Saved data entries>
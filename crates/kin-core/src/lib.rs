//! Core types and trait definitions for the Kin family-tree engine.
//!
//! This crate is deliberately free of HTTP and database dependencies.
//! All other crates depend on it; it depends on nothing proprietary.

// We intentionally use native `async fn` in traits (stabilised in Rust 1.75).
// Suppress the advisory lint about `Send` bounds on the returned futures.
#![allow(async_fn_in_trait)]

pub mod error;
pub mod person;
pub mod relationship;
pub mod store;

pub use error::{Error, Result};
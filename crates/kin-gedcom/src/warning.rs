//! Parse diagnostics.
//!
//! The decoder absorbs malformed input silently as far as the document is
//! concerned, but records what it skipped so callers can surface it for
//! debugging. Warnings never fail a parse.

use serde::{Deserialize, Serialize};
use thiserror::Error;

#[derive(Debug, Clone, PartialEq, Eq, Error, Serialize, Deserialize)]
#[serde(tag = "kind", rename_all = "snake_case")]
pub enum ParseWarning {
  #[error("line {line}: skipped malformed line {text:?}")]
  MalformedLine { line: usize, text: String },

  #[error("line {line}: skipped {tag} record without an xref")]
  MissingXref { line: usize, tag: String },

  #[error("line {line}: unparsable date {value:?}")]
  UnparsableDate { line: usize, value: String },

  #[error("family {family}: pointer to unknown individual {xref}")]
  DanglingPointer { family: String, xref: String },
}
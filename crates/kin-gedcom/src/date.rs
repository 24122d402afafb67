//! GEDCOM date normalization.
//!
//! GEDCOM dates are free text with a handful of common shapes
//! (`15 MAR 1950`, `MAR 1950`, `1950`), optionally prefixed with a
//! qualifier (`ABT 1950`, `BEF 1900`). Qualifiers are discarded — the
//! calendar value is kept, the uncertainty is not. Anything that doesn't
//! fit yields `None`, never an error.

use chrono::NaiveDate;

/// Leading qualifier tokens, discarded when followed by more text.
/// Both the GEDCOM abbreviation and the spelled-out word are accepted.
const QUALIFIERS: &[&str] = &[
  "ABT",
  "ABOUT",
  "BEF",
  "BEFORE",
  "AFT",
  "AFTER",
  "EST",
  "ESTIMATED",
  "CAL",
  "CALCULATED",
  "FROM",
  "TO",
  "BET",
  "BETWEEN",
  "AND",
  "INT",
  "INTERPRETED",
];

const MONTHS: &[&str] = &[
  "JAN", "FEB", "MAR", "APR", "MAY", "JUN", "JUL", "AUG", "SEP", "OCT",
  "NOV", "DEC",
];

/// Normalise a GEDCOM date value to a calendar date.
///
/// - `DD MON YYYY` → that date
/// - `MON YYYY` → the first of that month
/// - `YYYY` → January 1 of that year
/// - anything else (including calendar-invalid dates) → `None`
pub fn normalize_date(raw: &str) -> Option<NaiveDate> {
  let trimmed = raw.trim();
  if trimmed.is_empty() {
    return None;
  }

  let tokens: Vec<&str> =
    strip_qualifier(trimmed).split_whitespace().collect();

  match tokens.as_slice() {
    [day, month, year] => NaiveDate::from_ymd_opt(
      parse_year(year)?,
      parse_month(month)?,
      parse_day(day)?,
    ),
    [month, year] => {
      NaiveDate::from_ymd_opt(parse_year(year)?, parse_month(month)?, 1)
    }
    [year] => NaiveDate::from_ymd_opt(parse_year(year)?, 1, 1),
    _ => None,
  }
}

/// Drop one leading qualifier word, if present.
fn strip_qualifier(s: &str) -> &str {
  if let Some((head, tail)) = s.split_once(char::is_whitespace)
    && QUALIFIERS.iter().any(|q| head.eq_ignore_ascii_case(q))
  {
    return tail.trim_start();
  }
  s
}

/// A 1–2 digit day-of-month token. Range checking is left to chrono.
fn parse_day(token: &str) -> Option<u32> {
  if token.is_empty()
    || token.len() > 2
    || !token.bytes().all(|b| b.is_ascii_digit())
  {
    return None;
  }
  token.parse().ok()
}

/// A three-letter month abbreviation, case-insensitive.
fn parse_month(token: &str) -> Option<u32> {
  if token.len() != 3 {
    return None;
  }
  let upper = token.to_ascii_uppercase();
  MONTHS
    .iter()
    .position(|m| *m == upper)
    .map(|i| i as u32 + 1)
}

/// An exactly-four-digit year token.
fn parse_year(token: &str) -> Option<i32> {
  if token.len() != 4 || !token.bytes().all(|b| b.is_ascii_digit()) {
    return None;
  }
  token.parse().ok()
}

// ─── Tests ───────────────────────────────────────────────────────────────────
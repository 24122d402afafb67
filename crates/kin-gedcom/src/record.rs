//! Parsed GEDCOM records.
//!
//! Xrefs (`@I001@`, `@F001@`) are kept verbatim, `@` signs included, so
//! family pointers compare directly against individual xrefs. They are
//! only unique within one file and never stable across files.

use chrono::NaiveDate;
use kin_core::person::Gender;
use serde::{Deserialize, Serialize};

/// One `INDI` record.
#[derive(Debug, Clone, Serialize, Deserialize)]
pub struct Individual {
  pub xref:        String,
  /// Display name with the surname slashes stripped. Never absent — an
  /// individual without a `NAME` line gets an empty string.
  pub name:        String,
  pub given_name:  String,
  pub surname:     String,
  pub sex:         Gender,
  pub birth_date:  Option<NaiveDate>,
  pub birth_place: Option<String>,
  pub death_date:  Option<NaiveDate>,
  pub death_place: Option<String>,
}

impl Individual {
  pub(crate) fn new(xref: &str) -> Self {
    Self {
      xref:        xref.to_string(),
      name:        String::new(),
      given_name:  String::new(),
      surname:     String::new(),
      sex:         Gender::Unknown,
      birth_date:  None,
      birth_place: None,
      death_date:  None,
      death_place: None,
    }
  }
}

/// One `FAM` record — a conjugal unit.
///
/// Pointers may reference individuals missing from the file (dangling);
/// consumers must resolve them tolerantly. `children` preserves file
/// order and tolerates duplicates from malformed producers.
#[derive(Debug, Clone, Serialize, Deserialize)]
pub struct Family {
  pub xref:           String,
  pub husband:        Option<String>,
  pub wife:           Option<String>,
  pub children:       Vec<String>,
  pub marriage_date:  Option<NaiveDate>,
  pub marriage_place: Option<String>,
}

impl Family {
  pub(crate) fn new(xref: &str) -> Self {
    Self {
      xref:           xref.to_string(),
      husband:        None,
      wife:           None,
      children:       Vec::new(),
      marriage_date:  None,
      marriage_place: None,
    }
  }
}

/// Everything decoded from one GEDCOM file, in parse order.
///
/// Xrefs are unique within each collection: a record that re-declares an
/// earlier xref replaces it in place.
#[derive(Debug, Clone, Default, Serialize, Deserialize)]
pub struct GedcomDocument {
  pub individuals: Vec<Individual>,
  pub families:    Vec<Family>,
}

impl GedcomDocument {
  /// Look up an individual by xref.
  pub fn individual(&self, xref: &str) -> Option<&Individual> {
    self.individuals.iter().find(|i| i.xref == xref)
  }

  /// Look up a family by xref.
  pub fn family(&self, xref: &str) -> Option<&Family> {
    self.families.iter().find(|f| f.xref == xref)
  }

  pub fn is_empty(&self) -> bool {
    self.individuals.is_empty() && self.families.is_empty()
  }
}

What you should do> Repeat the entries exactly, all of them.

Response>
filename crates/kin-core/src/lib.rs
//! Core types and trait definitions for the Kin family-tree engine.
//!
//! This crate is deliberately free of HTTP and database dependencies.
//! All other crates depend on it; it depends on nothing proprietary.

// We intentionally use native `async fn` in traits (stabilised in Rust 1.75).
// Suppress the advisory lint about `Send` bounds on the returned futures.
#![allow(async_fn_in_trait)]

pub mod error;
pub mod person;
pub mod relationship;
pub mod store;

pub use error::{Error, Result};
filename crates/kin-gedcom/src/warning.rs
//! Parse diagnostics.
//!
//! The decoder absorbs malformed input silently as far as the document is
//! concerned, but records what it skipped so callers can surface it for
//! debugging. Warnings never fail a parse.

use serde::{Deserialize, Serialize};
use thiserror::Error;

#[derive(Debug, Clone, PartialEq, Eq, Error, Serialize, Deserialize)]
#[serde(tag = "kind", rename_all = "snake_case")]
pub enum ParseWarning {
  #[error("line {line}: skipped malformed line {text:?}")]
  MalformedLine { line: usize, text: String },

  #[error("line {line}: skipped {tag} record without an xref")]
  MissingXref { line: usize, tag: String },

  #[error("line {line}: unparsable date {value:?}")]
  UnparsableDate { line: usize, value: String },

  #[error("family {family}: pointer to unknown individual {xref}")]
  DanglingPointer { family: String, xref: String },
}
filename crates/kin-gedcom/src/date.rs
repository 24122d402afafb67
//! GEDCOM date normalization.
//!
//! GEDCOM dates are free text with a handful of common shapes
//! (`15 MAR 1950`, `MAR 1950`, `1950`), optionally prefixed with a
//! qualifier (`ABT 1950`, `BEF 1900`). Qualifiers are discarded — the
//! calendar value is kept, the uncertainty is not. Anything that doesn't
//! fit yields `None`, never an error.

use chrono::NaiveDate;

/// Leading qualifier tokens, discarded when followed by more text.
/// Both the GEDCOM abbreviation and the spelled-out word are accepted.
const QUALIFIERS: &[&str] = &[
  "ABT",
  "ABOUT",
  "BEF",
  "BEFORE",
  "AFT",
  "AFTER",
  "EST",
  "ESTIMATED",
  "CAL",
  "CALCULATED",
  "FROM",
  "TO",
  "BET",
  "BETWEEN",
  "AND",
  "INT",
  "INTERPRETED",
];

const MONTHS: &[&str] = &[
  "JAN", "FEB", "MAR", "APR", "MAY", "JUN", "JUL", "AUG", "SEP", "OCT",
  "NOV", "DEC",
];

/// Normalise a GEDCOM date value to a calendar date.
///
/// - `DD MON YYYY` → that date
/// - `MON YYYY` → the first of that month
/// - `YYYY` → January 1 of that year
/// - anything else (including calendar-invalid dates) → `None`
pub fn normalize_date(raw: &str) -> Option<NaiveDate> {
  let trimmed = raw.trim();
  if trimmed.is_empty() {
    return None;
  }

  let tokens: Vec<&str> =
    strip_qualifier(trimmed).split_whitespace().collect();

  match tokens.as_slice() {
    [day, month, year] => NaiveDate::from_ymd_opt(
      parse_year(year)?,
      parse_month(month)?,
      parse_day(day)?,
    ),
    [month, year] => {
      NaiveDate::from_ymd_opt(parse_year(year)?, parse_month(month)?, 1)
    }
    [year] => NaiveDate::from_ymd_opt(parse_year(year)?, 1, 1),
    _ => None,
  }
}

/// Drop one leading qualifier word, if present.
fn strip_qualifier(s: &str) -> &str {
  if let Some((head, tail)) = s.split_once(char::is_whitespace)
    && QUALIFIERS.iter().any(|q| head.eq_ignore_ascii_case(q))
  {
    return tail.trim_start();
  }
  s
}

/// A 1–2 digit day-of-month token. Range checking is left to chrono.
fn parse_day(token: &str) -> Option<u32> {
  if token.is_empty()
    || token.len() > 2
    || !token.bytes().all(|b| b.is_ascii_digit())
  {
    return None;
  }
  token.parse().ok()
}

/// A three-letter month abbreviation, case-insensitive.
fn parse_month(token: &str) -> Option<u32> {
  if token.len() != 3 {
    return None;
  }
  let upper = token.to_ascii_uppercase();
  MONTHS
    .iter()
    .position(|m| *m == upper)
    .map(|i| i as u32 + 1)
}

/// An exactly-four-digit year token.
fn parse_year(token: &str) -> Option<i32> {
  if token.len() != 4 || !token.bytes().all(|b| b.is_ascii_digit()) {
    return None;
  }
  token.parse().ok()
}

// ─── Tests ───────────────────────────────────────────────────────────────────
repository 24122d402afafb67
filename crates/kin-gedcom/src/record.rs
//! Parsed GEDCOM records.
//!
//! Xrefs (`@I001@`, `@F001@`) are kept verbatim, `@` signs included, so
//! family pointers compare directly against individual xrefs. They are
//! only unique within one file and never stable across files.

use chrono::NaiveDate;
use kin_core::person::Gender;
use serde::{Deserialize, Serialize};

/// One `INDI` record.
#[derive(Debug, Clone, Serialize, Deserialize)]
pub struct Individual {
  pub xref:        String,
  /// Display name with the surname slashes stripped. Never absent — an
  /// individual without a `NAME` line gets an empty string.
  pub name:        String,
  pub given_name:  String,
  pub surname:     String,
  pub sex:         Gender,
  pub birth_date:  Option<NaiveDate>,
  pub birth_place: Option<String>,
  pub death_date:  Option<NaiveDate>,
  pub death_place: Option<String>,
}

impl Individual {
  pub(crate) fn new(xref: &str) -> Self {
    Self {
      xref:        xref.to_string(),
      name:        String::new(),
      given_name:  String::new(),
      surname:     String::new(),
      sex:         Gender::Unknown,
      birth_date:  None,
      birth_place: None,
      death_date:  None,
      death_place: None,
    }
  }
}

/// One `FAM` record — a conjugal unit.
///
/// Pointers may reference individuals missing from the file (dangling);
/// consumers must resolve them tolerantly. `children` preserves file
/// order and tolerates duplicates from malformed producers.
#[derive(Debug, Clone, Serialize, Deserialize)]
pub struct Family {
  pub xref:           String,
  pub husband:        Option<String>,
  pub wife:           Option<String>,
  pub children:       Vec<String>,
  pub marriage_date:  Option<NaiveDate>,
  pub marriage_place: Option<String>,
}

impl Family {
  pub(crate) fn new(xref: &str) -> Self {
    Self {
      xref:           xref.to_string(),
      husband:        None,
      wife:           None,
      children:       Vec::new(),
      marriage_date:  None,
      marriage_place: None,
    }
  }
}

/// Everything decoded from one GEDCOM file, in parse order.
///
/// Xrefs are unique within each collection: a record that re-declares an
/// earlier xref replaces it in place.
#[derive(Debug, Clone, Default, Serialize, Deserialize)]
pub struct GedcomDocument {
  pub individuals: Vec<Individual>,
  pub families:    Vec<Family>,
}

impl GedcomDocument {
  /// Look up an individual by xref.
  pub fn individual(&self, xref: &str) -> Option<&Individual> {
    self.individuals.iter().find(|i| i.xref == xref)
  }

  /// Look up a family by xref.
  pub fn family(&self, xref: &str) -> Option<&Family> {
    self.families.iter().find(|f| f.xref == xref)
  }

  pub fn is_empty(&self) -> bool {
    self.individuals.is_empty() && self.families.is_empty()
  }
}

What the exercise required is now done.